Filter the records below for the word "double". Keep each line that has it.

Supplied records »
[Start of Attachment]

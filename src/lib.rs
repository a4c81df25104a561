// ============================================================================
// Fuel Exchange Library
// Anonymous continuous double-auction matching for fungible fuel lots
// ============================================================================

//! # Fuel Exchange
//!
//! An anonymous matching engine for fungible commodity fuel lots (hydrogen
//! grades, ammonia, biofuels, ...) using strict price-time priority — the
//! classic continuous double-auction rule.
//!
//! ## Design
//!
//! - **Blind book**: every order carries a high-entropy pseudonym; owner
//!   identity never reaches book views, trade records, events, or logs
//! - **Strict price-time priority**: best resting quote trades first, and
//!   among equal quotes the oldest order trades first, so an identical
//!   submission sequence always reproduces the identical trade list
//! - **Maker-price execution**: the resting order sets the execution price
//! - **Atomic unit of work**: each submission's fills, status changes, and
//!   trades commit through one [`interfaces::OrderStore`] call; a failed
//!   commit rolls the whole match back
//! - **Single writer per symbol**: one exclusive gate per symbol's book,
//!   full parallelism across symbols
//!
//! ## Example
//!
//! ```rust
//! use fuel_exchange::prelude::*;
//! use rust_decimal::Decimal;
//! use std::sync::Arc;
//!
//! let config = ExchangeConfig::new(vec![SymbolConfig::fuel_grade("GREEN_HYDROGEN")]);
//! let exchange = Exchange::from_config(
//!     config,
//!     Arc::new(InMemoryOrderStore::new()),
//!     Arc::new(NoOpEventHandler),
//! )
//! .unwrap();
//!
//! // A producer lists 100 units at 5.00
//! let ask = exchange
//!     .submit_order(
//!         OwnerRef::new("producer-7"),
//!         Side::Sell,
//!         Symbol::from("GREEN_HYDROGEN"),
//!         Decimal::from(100),
//!         Decimal::new(500, 2),
//!     )
//!     .unwrap();
//! assert_eq!(ask.status(), OrderStatus::Open);
//!
//! // A buyer willing to pay 5.20 executes at the maker's 5.00
//! let bid = exchange
//!     .submit_order(
//!         OwnerRef::new("buyer-3"),
//!         Side::Buy,
//!         Symbol::from("GREEN_HYDROGEN"),
//!         Decimal::from(100),
//!         Decimal::new(520, 2),
//!     )
//!     .unwrap();
//! assert_eq!(bid.status(), OrderStatus::Matched);
//!
//! let symbol = Symbol::from("GREEN_HYDROGEN");
//! let trades = exchange.list_trades(&symbol, None).unwrap();
//! assert_eq!(trades.len(), 1);
//! assert_eq!(trades[0].execution_price, Decimal::new(500, 2));
//!
//! // The book only ever shows pseudonyms
//! assert!(exchange.list_open_orders(&symbol).unwrap().is_empty());
//! ```

pub mod anonymizer;
pub mod domain;
pub mod engine;
pub mod errors;
pub mod interfaces;

// Re-exports for convenience
pub mod prelude {
    pub use crate::anonymizer::{AnonymizingGateway, PublicId};
    pub use crate::domain::{
        ExchangeConfig, Order, OrderBook, OrderBookSnapshot, OrderId, OrderStatus, OwnerRef,
        PublicOrderView, Side, StatusTransition, Symbol, SymbolConfig, Trade,
    };
    pub use crate::engine::{Exchange, MatchingEngine, PriceTimePriority};
    pub use crate::errors::{ExchangeError, ExchangeResult};
    pub use crate::interfaces::{
        CommitBatch, EventHandler, Fill, InMemoryOrderStore, LoggingEventHandler, MatchPlan,
        MatchingAlgorithm, NoOpEventHandler, OrderEvent, OrderStore, StoreError,
    };
}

[End of Attachment]

Reply »
// Anonymous continuous double-auction matching for fungible fuel lots
//! classic continuous double-auction rule.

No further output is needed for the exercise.